高天原異聞 ~女神の言伝~

3 神鳴り


 閉館時刻が過ぎ、美咲は慎也とともに一旦自分のアパートへ帰った。
 夕食をとり、簡単にシャワーを浴び、キャミソールワンピースに着替える。
 これからすることを考えれば、脱ぎ着しやすい服の方がいいだろうと思ってのチョイスだ。
 バスルームを出ると、慎也が自分を見つめたまま黙っている。

「どうしたの?」

 問われて、慎也がにこりと笑う。

「――いや、その服可愛いなあって思って。脱がせやすそうだし」

 後半の言葉に、美咲は顔を赤らめる。

「どうしてそういうこと、言うかな……」

 足早にベッドに近づき、上に置いていた七分丈のカーディガンをはおると、背後から慎也が抱きしめてくる。

「ごめんね、美咲さん。
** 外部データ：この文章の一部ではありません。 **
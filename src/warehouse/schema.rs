//! SQLite schema definitions for the song-play warehouse.
//!
//! One fact table (`songplays`) and four dimension tables keyed by their
//! natural keys. Timestamps are stored as UTC text with millisecond precision.

use crate::sqlite_column;
use crate::sqlite_persistence::{ForeignKey, ForeignKeyOnChange, SqlType, Table, VersionedSchema};

// =============================================================================
// Dimension Tables
// =============================================================================

const ARTISTS_TABLE: Table = Table {
    name: "artists",
    columns: &[
        sqlite_column!("artist_id", &SqlType::Text, is_primary_key = true, non_null = true),
        sqlite_column!("name", &SqlType::Text, non_null = true),
        sqlite_column!("location", &SqlType::Text),
        sqlite_column!("latitude", &SqlType::Real),
        sqlite_column!("longitude", &SqlType::Real),
    ],
    indices: &[("idx_artists_name", "name")],
};

const SONG_ARTIST_FK: ForeignKey = ForeignKey {
    foreign_table: "artists",
    foreign_column: "artist_id",
    on_delete: ForeignKeyOnChange::NoAction,
};

const SONGS_TABLE: Table = Table {
    name: "songs",
    columns: &[
        sqlite_column!("song_id", &SqlType::Text, is_primary_key = true, non_null = true),
        sqlite_column!("title", &SqlType::Text, non_null = true),
        sqlite_column!(
            "artist_id",
            &SqlType::Text,
            non_null = true,
            foreign_key = Some(&SONG_ARTIST_FK)
        ),
        sqlite_column!("year", &SqlType::Integer, non_null = true),
        sqlite_column!("duration", &SqlType::Real, non_null = true),
    ],
    indices: &[
        ("idx_songs_title_duration", "title, duration"),
        ("idx_songs_artist", "artist_id"),
    ],
};

const USERS_TABLE: Table = Table {
    name: "users",
    columns: &[
        sqlite_column!("user_id", &SqlType::Text, is_primary_key = true, non_null = true),
        sqlite_column!("first_name", &SqlType::Text),
        sqlite_column!("last_name", &SqlType::Text),
        sqlite_column!("gender", &SqlType::Text, non_null = true), // 'M', 'F', 'unknown'
        sqlite_column!("level", &SqlType::Text, non_null = true),  // 'free', 'paid'
    ],
    indices: &[],
};

const TIME_TABLE: Table = Table {
    name: "time",
    columns: &[
        sqlite_column!("start_time", &SqlType::Text, is_primary_key = true, non_null = true),
        sqlite_column!("hour", &SqlType::Integer, non_null = true),
        sqlite_column!("day", &SqlType::Integer, non_null = true),
        sqlite_column!("week", &SqlType::Integer, non_null = true), // ISO week
        sqlite_column!("month", &SqlType::Integer, non_null = true),
        sqlite_column!("year", &SqlType::Integer, non_null = true), // ISO year
        sqlite_column!("weekday", &SqlType::Integer, non_null = true), // Monday = 0
    ],
    indices: &[],
};

// =============================================================================
// Fact Table
// =============================================================================

const SONGPLAY_SONG_FK: ForeignKey = ForeignKey {
    foreign_table: "songs",
    foreign_column: "song_id",
    on_delete: ForeignKeyOnChange::SetNull,
};

const SONGPLAY_ARTIST_FK: ForeignKey = ForeignKey {
    foreign_table: "artists",
    foreign_column: "artist_id",
    on_delete: ForeignKeyOnChange::SetNull,
};

const SONGPLAYS_TABLE: Table = Table {
    name: "songplays",
    columns: &[
        sqlite_column!("songplay_id", &SqlType::Integer, is_primary_key = true),
        sqlite_column!("start_time", &SqlType::Text, non_null = true),
        sqlite_column!("user_id", &SqlType::Text, non_null = true),
        sqlite_column!("level", &SqlType::Text, non_null = true),
        sqlite_column!("song_id", &SqlType::Text, foreign_key = Some(&SONGPLAY_SONG_FK)),
        sqlite_column!("artist_id", &SqlType::Text, foreign_key = Some(&SONGPLAY_ARTIST_FK)),
        sqlite_column!("session_id", &SqlType::Integer, non_null = true),
        sqlite_column!("location", &SqlType::Text),
        sqlite_column!("user_agent", &SqlType::Text),
    ],
    indices: &[
        ("idx_songplays_start_time", "start_time"),
        ("idx_songplays_user", "user_id"),
    ],
};

// =============================================================================
// Versioned Schema Definition
// =============================================================================

pub const WAREHOUSE_VERSIONED_SCHEMAS: &[VersionedSchema] = &[VersionedSchema {
    version: 1,
    tables: &[
        ARTISTS_TABLE,
        SONGS_TABLE,
        USERS_TABLE,
        TIME_TABLE,
        SONGPLAYS_TABLE,
    ],
}];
でも、ホントにいいの?」

「――断れないわ、建速には、もう何回も救けてもらってるし……」

 言葉尻が弱くなるのは、自分にもこれが本当にすべきことなのか判断がつかないからだ。
 建速は神代を甦らせて欲しいと言った。
 自分と慎也にしかできないと。
 美咲は慎也の腕を少し放して向き直る。

「思い出すこと、何もないの? 夢を見たりすることは?」

「美咲さんと初めて逢った時、すごく嬉しかったのは、憶えてる。すごく嬉しくて、やっと逢えたと思った。でも、それ以外は夢を見たり、何か思い出すとか、そういうのはないな。だから、正直、建速が言うことも胡散臭いなって思う。実際に、会って話してなければ信じなかったと思う」

 それには、美咲も納得だ。
 建速の言葉だけでは、きっと美咲も信じなかっただろう。
 だが、建速の存在は、そこにいるだけで全てを信じさせてしまう。
 その姿形と、身に纏う神気によって。

 これこそが、神なのだと。

 そんな圧倒的な存在から口に出された言葉――建速は言霊と言った――を、疑うことはできない。
 少し身を屈めて、慎也は触れるだけのキスをした。

「でも、前世の繋がりとか、そんなの思い出せなくても、今の美咲さんが、すごく好きだ」

 胸が切なくなる。
 思わず慎也の頬を引き寄せ、身を乗り出して、今度は自分からキスをする。
 驚いている慎也にそっと告げる。

「すごく、好きよ。大好き……」

 美咲のその言葉に、慎也は一瞬言葉を失う。
 それから、息をつく。

「美咲さんこそ、どうしてそんな顔で、そういうこと言うかな――」

 どんな顔かと問う前に、慎也は美咲をベッドに押し倒して唇を重ねた。
 舌が唇を割って入り込み、美咲の口腔内を貪る。
 手がワンピースのギャザー入りの胸元を覆い優しく探り始めると、美咲ははっとしたように抗う。

「ちょっと、駄目――もう、そろそろ行かないと……」

「――」

 慎也は少しだけ不満そうに、それでも大人しく美咲から離れた。
 腕を掴んで美咲の身体も起こしてくれる。
 ずれたカーディガンを直し、髪を整え直す美咲を見て、慎也がもう一度息をつく。

「美咲さん、そんな顔、俺以外の前でしないでよ」

 振り返って美咲が問う。

「そんな顔って、どんな顔よ?」

「今すぐ入れてもいい、みたいな顔」

「そ、そんな顔してません! なんてこと言うのよ!!」

 真っ赤になって怒鳴る美咲に、慎也がからかうように笑う。

「してるよ。すっごくエロいから、止まらなくなるんだ」

 さらに反論しようとした美咲を遮るように、短くクラクションが二回鳴らされた。

「あ、迎えが来た。行こう」

 さっと切り替える慎也に、納得がいかないものの、美咲は渋々従った。